WHAT YOU WILL DO ->
Set down, exactly as written, every line from the top of the records below to the line containing "let _f = unsafe", both ends included, and no others.

RECORD SET ->

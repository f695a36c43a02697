use std::ffi::CString;
use std::fs;
use std::io;
use std::os::unix::io::FromRawFd;
use std::path::Path;
use std::ptr;

use libc::{
	MAP_SHARED,
	O_CLOEXEC,
	O_RDWR,
	O_SYNC,
	PROT_READ,
	PROT_WRITE,
	_SC_PAGESIZE,
	c_void,
	mmap,
	munmap,
	off_t,
	open,
	sysconf,
};

use crate::kawari::{
	Register,
	RegisterAccess,
};

/// bytes of the VIC-II register window (0xd000..0xd040)
pub const WINDOW_SIZE: usize = 0x40;

/// VIC-II register window mapped from a device file (e.g. `/dev/mem` or a
/// UIO node).
///
/// User space can't mask interrupts, so the mask hooks stay no-ops; use an
/// edge delay if the bus gets preempted.
#[derive(Debug)]
pub struct MappedRegisters {
	ptr: ptr::NonNull<u8>, // start of the mapping, not of the window
	len: usize,
	window: usize, // offset of the window inside the mapping
}

impl Drop for MappedRegisters {
	fn drop(&mut self) {
		unsafe {
			let res = munmap(
				self.ptr.as_ptr() as *mut c_void,
				self.len,
			);
			if 0 != res {
				panic!("munmap failed: {}", io::Error::last_os_error());
			}
		}
	}
}

impl MappedRegisters {
	fn register_ptr(&self, register: Register) -> *mut u8 {
		let offset = self.window + register.offset();
		assert!(offset < self.len);
		unsafe { self.ptr.as_ptr().add(offset) }
	}
}

impl RegisterAccess for MappedRegisters {
	fn read(&mut self, register: Register) -> u8 {
		unsafe { ptr::read_volatile(self.register_ptr(register)) }
	}

	fn write(&mut self, register: Register, value: u8) {
		unsafe { ptr::write_volatile(self.register_ptr(register), value) }
	}
}

fn page_size() -> usize {
	let size = unsafe { sysconf(_SC_PAGESIZE) };
	if size <= 0 { 4096 } else { size as usize }
}

// TODO: exclusive open / file locking?
fn inner_open(path: &Path, offset: u64) -> io::Result<MappedRegisters> {
	let page = page_size() as u64;
	let map_offset = offset & !(page - 1);
	let window = (offset - map_offset) as usize;
	let len = window + WINDOW_SIZE;

	let c_path = CString::new(path.to_string_lossy().into_owned())?;

	let fd = unsafe { open(c_path.as_ptr(), O_RDWR | O_SYNC | O_CLOEXEC) };
	if -1 == fd {
		return Err(io::Error::last_os_error());
	}
	// closes the fd again; the mapping stays valid
	let _f = unsafe { fs::File::from_raw_fd(fd) };

	let area = unsafe {
		mmap(
			ptr::null_mut(),
			len,
			PROT_READ | PROT_WRITE,
			MAP_SHARED,
			fd,
			map_offset as off_t,
		)
	};

	if area as usize == !0usize {
		return Err(io::Error::last_os_error());
	}
	match ptr::NonNull::new(area as *mut u8) {
		None => Err(io::Error::new(io::ErrorKind::Other, "mmap returned NULL")),
		Some(area) => Ok(MappedRegisters {
			ptr: area,
			len,
			window,
		}),
	}
}

/// Map the register window starting at `offset` (the address of $d000) in
/// the device file at `path`.
pub fn open_registers<P: AsRef<Path>>(path: P, offset: u64) -> crate::AResult<MappedRegisters> {
	let path = path.as_ref();
	with_context!(("couldn't map registers at 0x{:x} of {}", offset, path.display()), {
		let regs = inner_open(path, offset)?;
		info!("Mapped VIC-II registers at 0x{:x} of {}", offset, path.display());
		Ok(regs)
	})
}

#[cfg(test)]
mod tests {
	use super::*;
	use std::io::Write;

	#[test]
	fn maps_unaligned_window_of_regular_file() {
		let path = std::env::temp_dir().join(format!("kawari-eeprom-mapped-{}", std::process::id()));
		{
			let mut f = fs::File::create(&path).unwrap();
			f.write_all(&vec![0u8; 0x3000]).unwrap();
		}

		{
			let mut regs = open_registers(&path, 0x1000 + 0x7c0).unwrap();
			regs.write(Register::VideoMemLo, 0x5a);
			assert_eq!(regs.read(Register::VideoMemLo), 0x5a);
			assert_eq!(regs.read(Register::VideoMemFlags), 0);
		}

		let data = fs::read(&path).unwrap();
		fs::remove_file(&path).unwrap();
		assert_eq!(data[0x1000 + 0x7c0 + 0x39], 0x5a);
	}

	#[test]
	fn missing_device_reports_path() {
		let e = open_registers("/nonexistent/kawari-regs", 0xd000).unwrap_err();
		assert!(format!("{}", e).contains("/nonexistent/kawari-regs"), "{}", e);
	}
}
#[macro_use]
extern crate failure;
#[macro_use]
extern crate log;

macro_rules! with_context {
	(( $fmt:tt $($t:tt)* ), $e:expr) => {{
		use failure::Error;

		match (|| { $e })() {
			Ok(v) => Ok(v),
			Err(e) => {
				let e: Error = e;
				let msg = format!(concat!($fmt, ": {}") $($t)*, e);
				Err(Error::from(e.context(msg)))
			}
		}
	}};

	($msg:expr, $e:expr) => {
		with_context!(("{}", $msg), $e)
	};
}

pub type AResult<T> = Result<T, failure::Error>;

pub mod host;
pub mod kawari;
pub mod sim;
pub mod spi;
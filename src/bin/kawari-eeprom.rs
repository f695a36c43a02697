#[macro_use]
extern crate clap;
#[macro_use]
extern crate failure;
#[macro_use]
extern crate log;

extern crate kawari_eeprom;
use kawari_eeprom::*;

use std::fs;
use std::io::{
	self,
	BufRead,
	Write,
};
use std::process::exit;
use std::time::Duration;

use kawari_eeprom::kawari::{
	DeviceImage,
	Kawari,
	RegisterAccess,
};
use kawari_eeprom::spi::{
	DeviceOperations,
	MEMORY_SIZE,
};

fn parse_number(value: &str) -> AResult<u64> {
	let value = value.trim();
	let parsed = if value.starts_with("0x") || value.starts_with("0X") {
		u64::from_str_radix(&value[2..], 16)
	} else {
		value.parse::<u64>()
	};
	Ok(parsed?)
}

// decimal or 0x-prefixed hex, at most `max`
fn get_number(matches: &clap::ArgMatches, name: &str, max: u64) -> AResult<u64> {
	let param = match matches.value_of(name) {
		Some(p) => p,
		None => bail!("missing parameter {}", name),
	};
	let value = parse_number(param).map_err(|e| {
		let msg = format!("invalid parameter {}: {:?}: {}", name, param, e);
		failure::Error::from(e.context(msg))
	})?;
	ensure!(value <= max, "parameter {} out of range: {} (max {})", name, param, max);
	Ok(value)
}

fn get_optional_number(matches: &clap::ArgMatches, name: &str, max: u64) -> AResult<Option<u64>> {
	if matches.is_present(name) {
		Ok(Some(get_number(matches, name, max)?))
	} else {
		Ok(None)
	}
}

/// `--yes` or an interactive "yes"
fn confirm(matches: &clap::ArgMatches, question: &str) -> AResult<bool> {
	if matches.is_present("yes") {
		info!("{} (confirmed by --yes)", question);
		return Ok(true);
	}
	eprint!("{} (type yes): ", question);
	io::stderr().flush()?;
	let mut answer = String::new();
	io::stdin().lock().read_line(&mut answer)?;
	if answer.trim() == "yes" {
		Ok(true)
	} else {
		eprintln!("Aborted");
		Ok(false)
	}
}

fn load_image(path: &str) -> AResult<DeviceImage> {
	let data = fs::read(path).map_err(|e| {
		let e = failure::Error::from(e);
		let msg = format!("couldn't load image {}: {}", path, e);
		failure::Error::from(e.context(msg))
	})?;
	DeviceImage::from_slice(&data)
}

fn print_page(data: &[u8]) {
	for (i, chunk) in data.chunks(8).enumerate() {
		print!("{:04x}:", i * 8);
		for b in chunk {
			print!(" {:02x}", b);
		}
		println!();
	}
}

fn device_id<R: RegisterAccess>(dev: &mut Kawari<R>) -> AResult<()> {
	println!("{}", dev.read_device_id()?);
	Ok(())
}

fn info<R: RegisterAccess>(dev: &mut Kawari<R>) -> AResult<()> {
	let model = dev.chip_model();
	println!("Kawari Version : {}", dev.version());
	println!("Variant        : {}", dev.variant());
	println!("Chip model     : {} ({})", kawari::chip_model_name(model), model);
	println!("SPI_REG        : {:?}", dev.spi_status());
	println!("EEPROM         : {}", dev.read_device_id()?);
	println!("ID page        : {}", dev.read_lock_status()?);
	Ok(())
}

fn read<R: RegisterAccess>(dev: &mut Kawari<R>, sub_m: &clap::ArgMatches) -> AResult<()> {
	let image = kawari::read_image(dev)?;
	if sub_m.is_present("raw") {
		io::stdout().write_all(&image)?;
	} else {
		print!("{:?}", image);
	}
	Ok(())
}

fn write_byte<R: RegisterAccess>(dev: &mut Kawari<R>, matches: &clap::ArgMatches, sub_m: &clap::ArgMatches) -> AResult<()> {
	let address = get_number(sub_m, "ADDRESS", MEMORY_SIZE as u64 - 1)? as u16;
	let value = get_number(sub_m, "VALUE", 0xff)? as u8;
	if !confirm(matches, &format!("Write 0x{:02x} to 0x{:04x}?", value, address))? {
		return Ok(());
	}
	dev.write_enable()?;
	dev.write_byte(address, value)?;
	info!("Written");
	Ok(())
}

fn erase<R: RegisterAccess>(dev: &mut Kawari<R>, matches: &clap::ArgMatches) -> AResult<()> {
	if !confirm(matches, "Erase all EEPROM pages?")? {
		return Ok(());
	}
	kawari::erase_all(dev)
}

fn write_image<R: RegisterAccess>(dev: &mut Kawari<R>, matches: &clap::ArgMatches, sub_m: &clap::ArgMatches) -> AResult<()> {
	let path = sub_m.value_of("FILE").unwrap_or("");
	let image = load_image(path)?;
	if !confirm(matches, &format!("Overwrite EEPROM with {}?", path))? {
		return Ok(());
	}
	kawari::write_image(dev, &image)
}

fn verify<R: RegisterAccess>(dev: &mut Kawari<R>) -> AResult<()> {
	let report = kawari::verify(dev)?;
	match report.active_bank {
		Some(bank) => println!("Booted from bank {}", bank),
		None => println!("Invalid bank selector 0x{:02x}", report.bank_selector),
	}
	for m in &report.registers {
		println!("{}", m);
	}
	for m in &report.image {
		println!("{}", m);
	}
	if !report.is_clean() {
		println!("{} mismatches", report.mismatches());
		exit(2);
	}
	println!("Verified");
	Ok(())
}

fn id_page<R: RegisterAccess>(dev: &mut Kawari<R>) -> AResult<()> {
	print_page(&dev.read_id_page()?);
	Ok(())
}

fn serial<R: RegisterAccess>(dev: &mut Kawari<R>, matches: &clap::ArgMatches, sub_m: &clap::ArgMatches) -> AResult<()> {
	match sub_m.subcommand() {
		("get", _) => {
			println!("Serial: {}", kawari::read_serial(dev)?);
			Ok(())
		},
		("set", Some(sub_sub_m)) => {
			let serial = sub_sub_m.value_of("SERIAL").unwrap_or("");
			// reject before asking
			kawari::encode_serial(&[0u8; 32], serial)?;
			if !confirm(matches, &format!("Okay to set serial: {}?", serial))? {
				return Ok(());
			}
			kawari::set_serial(dev, serial)?;
			println!("Written.");
			Ok(())
		},
		("lock", _) => {
			eprintln!("WARNING: This is permanent");
			if !confirm(matches, "Proceed to lock ID page?")? {
				return Ok(());
			}
			kawari::lock_serial(dev)?;
			println!("Done");
			Ok(())
		},
		("", _) => bail!("no subcommand"),
		(cmd, _) => bail!("not implemented subcommand for 'serial' {:?}", cmd),
	}
}

fn lock_status<R: RegisterAccess>(dev: &mut Kawari<R>) -> AResult<()> {
	println!("Lock status: {}", dev.read_lock_status()?);
	Ok(())
}

fn run<R: RegisterAccess>(dev: &mut Kawari<R>, matches: &clap::ArgMatches) -> AResult<()> {
	match matches.subcommand() {
		("device_id", _) => device_id(dev),
		("info", _) => info(dev),
		("read", Some(sub_m)) => read(dev, sub_m),
		("write_byte", Some(sub_m)) => write_byte(dev, matches, sub_m),
		("erase", _) => erase(dev, matches),
		("write_image", Some(sub_m)) => write_image(dev, matches, sub_m),
		("verify", _) => verify(dev),
		("id_page", _) => id_page(dev),
		("serial", Some(sub_m)) => serial(dev, matches, sub_m),
		("lock_status", _) => lock_status(dev),
		("", _) => bail!("no subcommand"),
		(cmd, _) => bail!("not implemented subcommand {:?}", cmd),
	}
}

fn configure<R: RegisterAccess>(regs: R, matches: &clap::ArgMatches) -> AResult<Kawari<R>> {
	let mut dev = Kawari::open(regs)?;
	if let Some(polls) = get_optional_number(matches, "busy_polls", std::u32::MAX as u64)? {
		ensure!(polls > 0, "--busy-polls must be at least 1");
		dev.set_busy_poll_limit(polls as usize);
	}
	if let Some(ns) = get_optional_number(matches, "edge_delay_ns", 1_000_000_000)? {
		dev.set_edge_delay(if 0 == ns { None } else { Some(Duration::from_nanos(ns)) });
	}
	Ok(dev)
}

fn simulated_image(matches: &clap::ArgMatches) -> AResult<DeviceImage> {
	match matches.value_of("image") {
		Some(path) => load_image(path),
		None => {
			let mut image = kawari::GOLDEN.clone();
			image.set(0, kawari::CHIP_MODEL, 0);
			image.set(0, kawari::EEPROM_BANK, 0);
			Ok(image)
		},
	}
}

fn main_app() -> AResult<()> {
	let matches = clap_app!(@app (app_from_crate!())
		(@setting SubcommandRequiredElseHelp)
		(global_setting: clap::AppSettings::VersionlessSubcommands)
		(@arg device: -d --device +takes_value "device file to map the VIC-II registers from (default: /dev/mem)")
		(@arg offset: -o --offset +takes_value "offset of $d000 in the device file (default: 0xd000)")
		(@arg simulate: -s --simulate "talk to a simulated Kawari instead of hardware")
		(@arg image: --image +takes_value requires[simulate] "EEPROM contents of the simulated Kawari (1024 bytes)")
		(@arg busy_polls: --("busy-polls") +takes_value "status polls before giving up on a write cycle (default: 65536)")
		(@arg edge_delay_ns: --("edge-delay-ns") +takes_value "extra delay after every line change in ns (default: 0)")
		(@arg yes: -y --yes "don't ask before destructive actions")
		(@subcommand device_id =>
			(alias: "device-id")
			(about: "show manufacturer, family and density of the EEPROM")
		)
		(@subcommand info =>
			(about: "show Kawari version, variant, chip model and EEPROM status")
		)
		(@subcommand read =>
			(about: "dump all EEPROM pages")
			(@arg raw: -r --raw "write binary image to stdout instead of hexdump")
		)
		(@subcommand write_byte =>
			(alias: "write-byte")
			(about: "write a single byte")
			(@arg ADDRESS: +required "address (0..1023)")
			(@arg VALUE: +required "value (0..255)")
		)
		(@subcommand erase =>
			(about: "write 0xff to every page")
		)
		(@subcommand write_image =>
			(alias: "write-image")
			(about: "write a 1024 byte image and verify it")
			(@arg FILE: +required "image file")
		)
		(@subcommand verify =>
			(about: "check live registers against the EEPROM and the EEPROM against the init image")
		)
		(@subcommand id_page =>
			(alias: "id-page")
			(about: "dump the identification page")
		)
		(@subcommand serial =>
			(about: "serial number in the identification page")
			(@setting SubcommandRequiredElseHelp)
			(@subcommand get =>
				(about: "show serial")
			)
			(@subcommand set =>
				(about: "set serial")
				(@arg SERIAL: +required "ASCII, at most 28 characters")
			)
			(@subcommand lock =>
				(about: "lock the identification page permanently")
			)
		)
		(@subcommand lock_status =>
			(alias: "lock-status")
			(about: "show whether the identification page is locked")
		)
	).get_matches();

	if matches.is_present("simulate") {
		let image = simulated_image(&matches)?;
		info!("Using simulated Kawari");
		let mut dev = configure(sim::KawariSim::with_image(&image), &matches)?;
		return run(&mut dev, &matches);
	}

	let path = matches.value_of("device").unwrap_or("/dev/mem");
	let offset = get_optional_number(&matches, "offset", std::u64::MAX)?.unwrap_or(0xd000);
	let regs = host::open_registers(path, offset)?;
	let mut dev = configure(regs, &matches)?;
	run(&mut dev, &matches)
}

fn main() {
	env_logger::from_env(env_logger::Env::default().default_filter_or("info")).init();

	if let Err(e) = main_app() {
		error!("Error: {}", e);
		exit(1);
	}
}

RESPONSE ->
repository f695a36c43a02697
use std::ffi::CString;
use std::fs;
use std::io;
use std::os::unix::io::FromRawFd;
use std::path::Path;
use std::ptr;

use libc::{
	MAP_SHARED,
	O_CLOEXEC,
	O_RDWR,
	O_SYNC,
	PROT_READ,
	PROT_WRITE,
	_SC_PAGESIZE,
	c_void,
	mmap,
	munmap,
	off_t,
	open,
	sysconf,
};

use crate::kawari::{
	Register,
	RegisterAccess,
};

/// bytes of the VIC-II register window (0xd000..0xd040)
pub const WINDOW_SIZE: usize = 0x40;

/// VIC-II register window mapped from a device file (e.g. `/dev/mem` or a
/// UIO node).
///
/// User space can't mask interrupts, so the mask hooks stay no-ops; use an
/// edge delay if the bus gets preempted.
#[derive(Debug)]
pub struct MappedRegisters {
	ptr: ptr::NonNull<u8>, // start of the mapping, not of the window
	len: usize,
	window: usize, // offset of the window inside the mapping
}

impl Drop for MappedRegisters {
	fn drop(&mut self) {
		unsafe {
			let res = munmap(
				self.ptr.as_ptr() as *mut c_void,
				self.len,
			);
			if 0 != res {
				panic!("munmap failed: {}", io::Error::last_os_error());
			}
		}
	}
}

impl MappedRegisters {
	fn register_ptr(&self, register: Register) -> *mut u8 {
		let offset = self.window + register.offset();
		assert!(offset < self.len);
		unsafe { self.ptr.as_ptr().add(offset) }
	}
}

impl RegisterAccess for MappedRegisters {
	fn read(&mut self, register: Register) -> u8 {
		unsafe { ptr::read_volatile(self.register_ptr(register)) }
	}

	fn write(&mut self, register: Register, value: u8) {
		unsafe { ptr::write_volatile(self.register_ptr(register), value) }
	}
}

fn page_size() -> usize {
	let size = unsafe { sysconf(_SC_PAGESIZE) };
	if size <= 0 { 4096 } else { size as usize }
}

// TODO: exclusive open / file locking?
fn inner_open(path: &Path, offset: u64) -> io::Result<MappedRegisters> {
	let page = page_size() as u64;
	let map_offset = offset & !(page - 1);
	let window = (offset - map_offset) as usize;
	let len = window + WINDOW_SIZE;

	let c_path = CString::new(path.to_string_lossy().into_owned())?;

	let fd = unsafe { open(c_path.as_ptr(), O_RDWR | O_SYNC | O_CLOEXEC) };
	if -1 == fd {
		return Err(io::Error::last_os_error());
	}
	// closes the fd again; the mapping stays valid
	let _f = unsafe { fs::File::from_raw_fd(fd) };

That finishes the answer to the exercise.